What happens when an electric spark hovers above a pool of water? Far from being just a light show, the meeting point between air plasma (an ionized gas) and water is at the heart of new tools for cleaning water, killing germs, and making fertilizers. This study looks closely at that meeting point and shows, frame by frame, how the water surface bends, caves in, and finally smooths out again as the electrical conditions change. By tracking both the light from the plasma and the motion of the water, the researchers reveal which physical forces are really in control at each stage.

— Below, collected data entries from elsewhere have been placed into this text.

//! SSE plumbing shared by streaming backends.
//!
//! A streaming chat response arrives as `text/event-stream` chunks. The
//! helpers here buffer chunks, split on the `\n\n` event delimiter, pull
//! out `data:` payloads, and feed each payload to a backend-specific
//! parser that returns zero or more stream events.

use skein_domain::stream::{BoxStream, LlmStreamEvent};

use crate::error::InvokeError;

/// Extract complete `data:` payloads from an SSE buffer.
///
/// Events are delimited by `\n\n`. A block may contain `event:`, `id:`,
/// or `retry:` lines as well; only `data:` lines matter here. The buffer
/// is drained in place and any trailing partial event remains for the
/// next call.
pub(crate) fn drain_data_lines(buffer: &mut String) -> Vec<String> {
    let mut data_lines = Vec::new();

    while let Some(pos) = buffer.find("\n\n") {
        let block: String = buffer.drain(..pos).collect();
        buffer.drain(..2); // remove the \n\n delimiter

        for line in block.lines() {
            let line = line.trim();
            if let Some(data) = line.strip_prefix("data:") {
                let data = data.trim();
                if !data.is_empty() {
                    data_lines.push(data.to_string());
                }
            }
        }
    }

    data_lines
}

/// Build a [`BoxStream`] from an SSE `reqwest::Response` and a parser
/// closure.
///
/// The closure is `FnMut` because tool-call assembly needs mutable state
/// across payloads. `flush` runs once after the body closes so the parser
/// can emit anything it was still accumulating. If neither produced a
/// `Done` event, a fallback one is appended.
pub(crate) fn sse_response_stream<F, G>(
    response: reqwest::Response,
    mut parse_data: F,
    flush: G,
) -> BoxStream<'static, Result<LlmStreamEvent, InvokeError>>
where
    F: FnMut(&str) -> Vec<Result<LlmStreamEvent, InvokeError>> + Send + 'static,
    G: FnOnce() -> Vec<Result<LlmStreamEvent, InvokeError>> + Send + 'static,
{
    let stream = async_stream::stream! {
        let mut response = response;
        let mut buffer = String::new();
        let mut done_emitted = false;
        let mut flush = Some(flush);

        loop {
            match response.chunk().await {
                Ok(Some(bytes)) => {
                    buffer.push_str(&String::from_utf8_lossy(&bytes));

                    for data in drain_data_lines(&mut buffer) {
                        for event in parse_data(&data) {
                            if matches!(&event, Ok(LlmStreamEvent::Done { .. })) {
                                done_emitted = true;
                            }
                            yield event;
                        }
                    }
                }
                Ok(None) => {
                    // Body ended. Flush any remaining partial event.
                    if !buffer.trim().is_empty() {
                        buffer.push_str("\n\n");
                        for data in drain_data_lines(&mut buffer) {
                            for event in parse_data(&data) {
                                if matches!(&event, Ok(LlmStreamEvent::Done { .. })) {
                                    done_emitted = true;
                                }
                                yield event;
                            }
                        }
                    }
                    break;
                }
                Err(e) => {
                    yield Err(InvokeError::Connection(e.to_string()));
                    break;
                }
            }
        }

        if let Some(flush) = flush.take() {
            for event in flush() {
                if matches!(&event, Ok(LlmStreamEvent::Done { .. })) {
                    done_emitted = true;
                }
                yield event;
            }
        }

        if !done_emitted {
            yield Ok(LlmStreamEvent::Done {
                usage: None,
                finish_reason: Some("stop".into()),
            });
        }
    };

    Box::pin(stream)
}

#[cfg(test)]
mod tests {
    use super::*;

    #[test]
    fn drain_single_complete_event() {
        let mut buf = String::from("event: message\ndata: {\"hello\":\"world\"}\n\n");
        let lines = drain_data_lines(&mut buf);
        assert_eq!(lines, vec!["{\"hello\":\"world\"}"]);
        assert!(buf.is_empty());
    }

    #[test]
    fn drain_partial_event_stays_in_buffer() {
        let mut buf = String::from("data: complete\n\ndata: partial");
        let lines = drain_data_lines(&mut buf);
        assert_eq!(lines, vec!["complete"]);
        assert_eq!(buf, "data: partial");
    }

    #[test]
    fn drain_skips_empty_data_lines() {
        let mut buf = String::from("data: \n\n");
        assert!(drain_data_lines(&mut buf).is_empty());
        assert!(buf.is_empty());
    }

    #[test]
    fn drain_ignores_non_data_lines() {
        let mut buf = String::from("event: ping\nid: 42\nretry: 5000\ndata: payload\n\n");
        assert_eq!(drain_data_lines(&mut buf), vec!["payload"]);
    }

    #[test]
    fn drain_done_sentinel_preserved() {
        let mut buf = String::from("data: [DONE]\n\n");
        assert_eq!(drain_data_lines(&mut buf), vec!["[DONE]"]);
    }

    #[test]
    fn drain_incremental_buffering() {
        let mut buf = String::from("data: chunk1");
        assert!(drain_data_lines(&mut buf).is_empty());
        assert_eq!(buf, "data: chunk1");

        buf.push_str("\n\ndata: chunk2\n\n");
        assert_eq!(drain_data_lines(&mut buf), vec!["chunk1", "chunk2"]);
        assert!(buf.is_empty());
    }
}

Figure 1. How different spark strengths above water change from a small dimple to deep cavity to spreading waves.
Figure 1. How different spark strengths above water change from a small dimple to deep cavity to spreading waves.

How the Experiment Was Set Up

The team created a simple but revealing setup: a sharpened metal needle held a few millimeters above a shallow layer of distilled water inside a clear container. A high-voltage source sent a sinusoidal alternating signal to the needle at a fixed frequency, while the water rested on a grounded metal plate at the bottom. There was no extra gas flow to push the plasma around, so any motion at the water surface had to come from the discharge itself. High-speed shadowgraph imaging captured how the water surface rose, fell, or rippled at 40,000 frames per second, while electrical probes recorded voltage and current, and optical emission spectroscopy identified the type and temperature of the glowing gas above the water.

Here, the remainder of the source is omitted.